Thrombolysis with alteplase (recombinant tissue plasminogen activator; rtPA) has proven to be beneficial for acute stroke management, despite the narrow window of opportunity for treatment and the increased risk of haemorrhage. Because of the latter, recent studies have attempted to identify compounds that may be given concomitantly with alteplase to reduce the haemorrhage rate Matrix metalloproteinase (MMP) inhibitors have been proposed as potential combination therapy candidates because they prevent MMP-induced production of the cytokine tumour necrosis factor-alpha (TNFalpha), as well as membrane and vessel remodelling following ischaemia. Spin trap agents also have been put forward due to their free radical scavenging capabilities. In the rabbit large clot embolism model, alteplase effectively lysed blood clots, whether or not other drugs were used in combination. However, haemorrhage rate also was increased compared with that in control animals.
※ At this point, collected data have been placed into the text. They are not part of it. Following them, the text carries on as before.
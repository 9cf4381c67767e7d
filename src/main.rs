//! # vlm-datasets CLI (`vlmds`)
//!
//! Configuration comes from the environment; a `.env` file in the working
//! directory is loaded first. See [`vlm_datasets::config`] for the variables.
//!
//! ## Commands
//!
//! | Command | Description |
//! |---------|-------------|
//! | `vlmds init` | Create the database and run schema migrations |
//! | `vlmds serve` | Start the JSON HTTP API |
//! | `vlmds list` | List datasets, newest first |
//! | `vlmds show <id>` | Print a dataset with its documents and samples |
//! | `vlmds create <name>` | Create a dataset and print its upload URL |
//! | `vlmds upload <id> <file>` | Upload a local PDF as the dataset's raw object |
//! | `vlmds parse <id>` | Parse the uploaded PDF into samples |
//! | `vlmds presign <key>` | Pre-sign a GET or PUT for any key |
//!
//! `vlmds parse` runs in its own process and does not go through the
//! server's task queue. Don't parse a dataset from the CLI while a server
//! using the same database may be parsing it too; both can pass the
//! already-parsed check and each write a document.
//!
//! `vlmds presign` only signs locally and never creates the bucket.

use std::path::PathBuf;
use std::sync::Arc;

use anyhow::Context;
use clap::{Parser, Subcommand, ValueEnum};
use tracing_subscriber::EnvFilter;

use vlm_datasets::config::Config;
use vlm_datasets::ingest::Ingestor;
use vlm_datasets::storage::{PresignMethod, S3Storage, DEFAULT_PRESIGN_TTL_SECS};
use vlm_datasets::store::SqliteStore;
use vlm_datasets::{db, migrate, server};

/// Build evaluation datasets from uploaded PDFs.
#[derive(Parser)]
#[command(
    name = "vlmds",
    about = "Dataset ingestion service: pre-signed PDF uploads parsed into per-page samples",
    version
)]
struct Cli {
    #[command(subcommand)]
    command: Commands,
}

#[derive(Subcommand)]
enum Commands {
    /// Create the database file and tables. Safe to run repeatedly.
    Init,

    /// Start the HTTP server on `BIND_ADDR`.
    Serve,

    /// List datasets with document and sample counts.
    List,

    /// Print a dataset, its documents and its first 100 samples as JSON.
    Show {
        /// Dataset id.
        id: String,
    },

    /// Create a dataset and print the pre-signed upload URL.
    Create {
        /// Dataset name; also names the raw object key.
        name: String,

        #[arg(long)]
        description: Option<String>,
    },

    /// Upload a local PDF to a dataset's raw object key.
    Upload {
        /// Dataset id.
        id: String,

        /// Path to the PDF file.
        file: PathBuf,
    },

    /// Fetch the uploaded PDF and store one sample per page.
    Parse {
        /// Dataset id.
        id: String,
    },

    /// Print a pre-signed URL for an arbitrary object key.
    Presign {
        key: String,

        #[arg(long, value_enum)]
        method: MethodArg,

        /// Content type the uploader must send (PUT only).
        #[arg(long)]
        content_type: Option<String>,

        /// URL lifetime in seconds.
        #[arg(long, default_value_t = DEFAULT_PRESIGN_TTL_SECS)]
        ttl: u64,
    },
}

#[derive(Clone, Copy, ValueEnum)]
enum MethodArg {
    Get,
    Put,
}

impl From<MethodArg> for PresignMethod {
    fn from(arg: MethodArg) -> Self {
        match arg {
            MethodArg::Get => PresignMethod::Get,
            MethodArg::Put => PresignMethod::Put,
        }
    }
}

async fn build_ingestor(cfg: &Config) -> anyhow::Result<Ingestor> {
    let pool = db::connect(&cfg.db.url).await?;
    migrate::run_migrations(&pool).await?;
    let store = Arc::new(SqliteStore::new(pool));
    let storage = Arc::new(S3Storage::new(&cfg.s3)?);
    Ok(Ingestor::new(store, storage))
}

#[tokio::main]
async fn main() -> anyhow::Result<()> {
    dotenvy::dotenv().ok();
    tracing_subscriber::fmt()
        .with_env_filter(EnvFilter::try_from_default_env().unwrap_or_else(|_| EnvFilter::new("info")))
        .with_writer(std::io::stderr)
        .init();

    let cli = Cli::parse();
    let cfg = Config::from_env()?;

    match cli.command {
        Commands::Init => {
            let pool = db::connect(&cfg.db.url).await?;
            migrate::run_migrations(&pool).await?;
            pool.close().await;
            println!("Database initialized successfully.");
        }
        Commands::Serve => {
            server::run_server(&cfg).await?;
        }
        Commands::List => {
            let ingestor = build_ingestor(&cfg).await?;
            let datasets = ingestor.list_datasets().await?;
            if datasets.is_empty() {
                println!("No datasets.");
            }
            for d in datasets {
                println!(
                    "{}  {}  {}  docs={} samples={}",
                    d.id,
                    d.created_at.format("%Y-%m-%d %H:%M:%S"),
                    d.name,
                    d.counts.documents,
                    d.counts.samples
                );
            }
        }
        Commands::Show { id } => {
            let ingestor = build_ingestor(&cfg).await?;
            let detail = ingestor.get_dataset(&id).await?;
            println!("{}", serde_json::to_string_pretty(&detail)?);
        }
        Commands::Create { name, description } => {
            let ingestor = build_ingestor(&cfg).await?;
            let created = ingestor
                .create_dataset(&name, description.as_deref())
                .await?;
            println!("dataset:    {}", created.dataset_id);
            println!("object key: {}", created.object_key);
            println!("upload url: {}", created.upload_url);
        }
        Commands::Upload { id, file } => {
            let bytes = std::fs::read(&file)
                .with_context(|| format!("failed to read {}", file.display()))?;
            let ingestor = build_ingestor(&cfg).await?;
            let key = ingestor.upload_raw(&id, bytes).await?;
            println!("Uploaded {} to {}", file.display(), key);
        }
        Commands::Parse { id } => {
            let ingestor = build_ingestor(&cfg).await?;
            let outcome = ingestor.parse_dataset(&id).await?;
            println!(
                "Parsed dataset {}: document {} with {} samples",
                id, outcome.document_id, outcome.sample_count
            );
        }
        Commands::Presign {
            key,
            method,
            content_type,
            ttl,
        } => {
            let ingestor = build_ingestor(&cfg).await?;
            let url = ingestor.presign(&key, method.into(), content_type.as_deref(), ttl)?;
            println!("{}", url);
        }
    }

    Ok(())
}
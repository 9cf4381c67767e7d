//! # vlm-datasets
//!
//! A small service for building evaluation datasets out of PDF documents.
//!
//! A dataset is created first and handed a pre-signed upload URL. Once the
//! client has uploaded its PDF, a parse step fetches the object, extracts
//! the text page by page and stores one sample per page.
//!
//! ## Architecture
//!
//! ```text
//! ┌──────────┐   ┌──────────┐   ┌─────────────┐   ┌──────────┐
//! │ CLI/HTTP │──▶│  Ingest  │──▶│ Object store│   │  SQLite  │
//! │ (vlmds)  │   │ workflow │──▶│  (S3/MinIO) │   │ datasets │
//! └──────────┘   └────┬─────┘   └─────────────┘   │ documents│
//!                     │                           │ samples  │
//!                     ├──▶ Extract (lopdf) ─────▶ └──────────┘
//!                     ▼
//!               Task queue (1 worker)
//! ```
//!
//! ## Quick Start
//!
//! ```bash
//! vlmds init                          # create tables
//! vlmds create "Report A"             # prints dataset id and upload URL
//! vlmds upload <id> report.pdf        # or PUT the file to the URL yourself
//! vlmds parse <id>
//! vlmds show <id>
//! vlmds serve                         # JSON API on BIND_ADDR
//! ```
//!
//! ## Modules
//!
//! | Module | Purpose |
//! |--------|---------|
//! | [`config`] | Environment configuration |
//! | [`models`] | Dataset, document and sample types |
//! | [`db`] | Database connection |
//! | [`migrate`] | Schema migrations |
//! | [`store`] | Record storage trait and backends |
//! | [`storage`] | Object storage trait, S3 client, pre-signing |
//! | [`extract`] | Per-page PDF text extraction |
//! | [`queue`] | Single-worker task queue |
//! | [`ingest`] | Create / upload / parse workflow |
//! | [`error`] | Workflow error taxonomy |
//! | [`server`] | JSON HTTP API |

pub mod config;
pub mod db;
pub mod error;
pub mod extract;
pub mod ingest;
pub mod migrate;
pub mod models;
pub mod queue;
pub mod server;
pub mod storage;
pub mod store;
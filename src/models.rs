//! Core data models: datasets, the documents uploaded into them, and the
//! per-page samples parsed out of those documents.
//!
//! All types serialize with camelCase field names, which is the JSON shape
//! served by the HTTP API.

use chrono::{DateTime, Utc};
use serde::{Deserialize, Serialize};

/// Version marker written on every new dataset.
pub const DATASET_VERSION: &str = "v1";

/// How a dataset's documents are turned into samples.
#[derive(Debug, Clone, Copy, Default, PartialEq, Eq, Serialize, Deserialize)]
#[serde(rename_all = "lowercase")]
pub enum ParseMode {
    /// One sample per page of extracted text.
    #[default]
    Text,
}

#[derive(Debug, Clone, Default, PartialEq, Eq, Serialize, Deserialize)]
pub struct ParseConfig {
    pub mode: ParseMode,
}

/// A named collection of uploaded documents and their samples.
#[derive(Debug, Clone, PartialEq, Serialize, Deserialize)]
#[serde(rename_all = "camelCase")]
pub struct Dataset {
    pub id: String,
    pub name: String,
    pub description: Option<String>,
    pub tags: Vec<String>,
    pub storage_location: String,
    pub parse_config: ParseConfig,
    pub version_hash: String,
    pub created_at: DateTime<Utc>,
}

/// A PDF that has been fetched from object storage and parsed.
#[derive(Debug, Clone, PartialEq, Serialize, Deserialize)]
#[serde(rename_all = "camelCase")]
pub struct Document {
    pub id: String,
    pub dataset_id: String,
    pub filename: String,
    /// Hex SHA-256 of the raw PDF bytes.
    pub file_hash: String,
    pub page_count: i64,
    pub created_at: DateTime<Utc>,
}

/// One unit of evaluation input, currently the text of a single page.
#[derive(Debug, Clone, PartialEq, Serialize, Deserialize)]
#[serde(rename_all = "camelCase")]
pub struct Sample {
    pub id: String,
    pub dataset_id: String,
    pub document_id: String,
    pub page_indices: Vec<i64>,
    pub input_text: String,
    pub expected_answer: Option<String>,
    pub tags: Vec<String>,
    pub created_at: DateTime<Utc>,
}

#[derive(Debug, Clone, Copy, Default, PartialEq, Eq, Serialize, Deserialize)]
pub struct DatasetCounts {
    pub documents: i64,
    pub samples: i64,
}

/// Listing row for `GET /datasets`.
#[derive(Debug, Clone, PartialEq, Serialize, Deserialize)]
#[serde(rename_all = "camelCase")]
pub struct DatasetSummary {
    pub id: String,
    pub name: String,
    pub description: Option<String>,
    pub created_at: DateTime<Utc>,
    pub counts: DatasetCounts,
}

/// Dataset with its documents and a bounded slice of samples.
#[derive(Debug, Clone, PartialEq, Serialize, Deserialize)]
pub struct DatasetDetail {
    pub dataset: Dataset,
    pub documents: Vec<Document>,
    pub samples: Vec<Sample>,
}

/// Current wall-clock time truncated to millisecond precision, the
/// resolution timestamps are stored at.
pub fn now_millis() -> DateTime<Utc> {
    let now = Utc::now();
    DateTime::from_timestamp_millis(now.timestamp_millis()).unwrap_or(now)
}
mod common;

use std::path::Path;
use std::process::Command;
use tempfile::TempDir;

fn run_vlmds(db_path: &Path, extra_env: &[(&str, &str)], args: &[&str]) -> (String, String, bool) {
    let binary = env!("CARGO_BIN_EXE_vlmds");
    let db_url = format!("sqlite://{}", db_path.display());
    let mut cmd = Command::new(binary);
    cmd.env_clear()
        .env("PATH", std::env::var("PATH").unwrap_or_default())
        .env("RUST_LOG", "warn")
        .env("DATABASE_URL", &db_url)
        .current_dir(db_path.parent().unwrap());
    for (k, v) in common::BASE_ENV.iter().chain(extra_env.iter()) {
        cmd.env(k, v);
    }
    let output = cmd
        .args(args)
        .output()
        .unwrap_or_else(|e| panic!("Failed to run vlmds at {:?}: {}", binary, e));

    let stdout = String::from_utf8_lossy(&output.stdout).to_string();
    let stderr = String::from_utf8_lossy(&output.stderr).to_string();
    (stdout, stderr, output.status.success())
}

#[test]
fn test_init_creates_database() {
    let tmp = TempDir::new().unwrap();
    let db_path = tmp.path().join("data").join("datasets.sqlite");

    let (stdout, stderr, ok) = run_vlmds(&db_path, &[], &["init"]);
    assert!(ok, "init failed: {}", stderr);
    assert!(stdout.contains("Database initialized"));
    assert!(db_path.exists());

    // idempotent
    let (_, stderr, ok) = run_vlmds(&db_path, &[], &["init"]);
    assert!(ok, "second init failed: {}", stderr);
}

#[test]
fn test_list_on_empty_database() {
    let tmp = TempDir::new().unwrap();
    let db_path = tmp.path().join("datasets.sqlite");

    let (stdout, stderr, ok) = run_vlmds(&db_path, &[], &["list"]);
    assert!(ok, "list failed: {}", stderr);
    assert!(stdout.contains("No datasets."));
}

#[test]
fn test_show_unknown_dataset_fails() {
    let tmp = TempDir::new().unwrap();
    let db_path = tmp.path().join("datasets.sqlite");

    let (_, stderr, ok) = run_vlmds(&db_path, &[], &["show", "does-not-exist"]);
    assert!(!ok);
    assert!(stderr.contains("dataset does-not-exist not found"), "{}", stderr);
}

#[test]
fn test_presign_prints_signed_url() {
    let tmp = TempDir::new().unwrap();
    let db_path = tmp.path().join("datasets.sqlite");

    let (stdout, stderr, ok) = run_vlmds(
        &db_path,
        &[],
        &["presign", "datasets/x/raw/a.pdf", "--method", "put", "--ttl", "60"],
    );
    assert!(ok, "presign failed: {}", stderr);
    let url = stdout.trim();
    assert!(url.starts_with("http://127.0.0.1:9/datasets/datasets/x/raw/a.pdf?"));
    assert!(url.contains("X-Amz-Expires=60"));
    assert!(url.contains("X-Amz-Signature="));
}

#[test]
fn test_invalid_configuration_lists_every_problem() {
    let tmp = TempDir::new().unwrap();
    let db_path = tmp.path().join("datasets.sqlite");

    let (_, stderr, ok) = run_vlmds(
        &db_path,
        &[("S3_ENDPOINT", "nope"), ("S3_BUCKET", ""), ("APP_ENV", "staging")],
        &["list"],
    );
    assert!(!ok);
    assert!(stderr.contains("Invalid configuration:"), "{}", stderr);
    assert!(stderr.contains("S3_ENDPOINT"));
    assert!(stderr.contains("S3_BUCKET: required"));
    assert!(stderr.contains("APP_ENV"));
}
The alteplase-induced haemorrhage rate was reduced significantly by administration of the MMP inhibitor batimastat (BB-94) or the spin trap agent alpha-phenyl-N-t-butylnitrone (PBN). Other rodent studies have also demonstrated that PBN is effective in decreasing the haemorrhage rate following alteplase administration. Overall, preclinical studies indicate that MMP inhibition or free radical scavenging in combination with alteplase may circumvent the high risk of haemorrhaging with alteplase.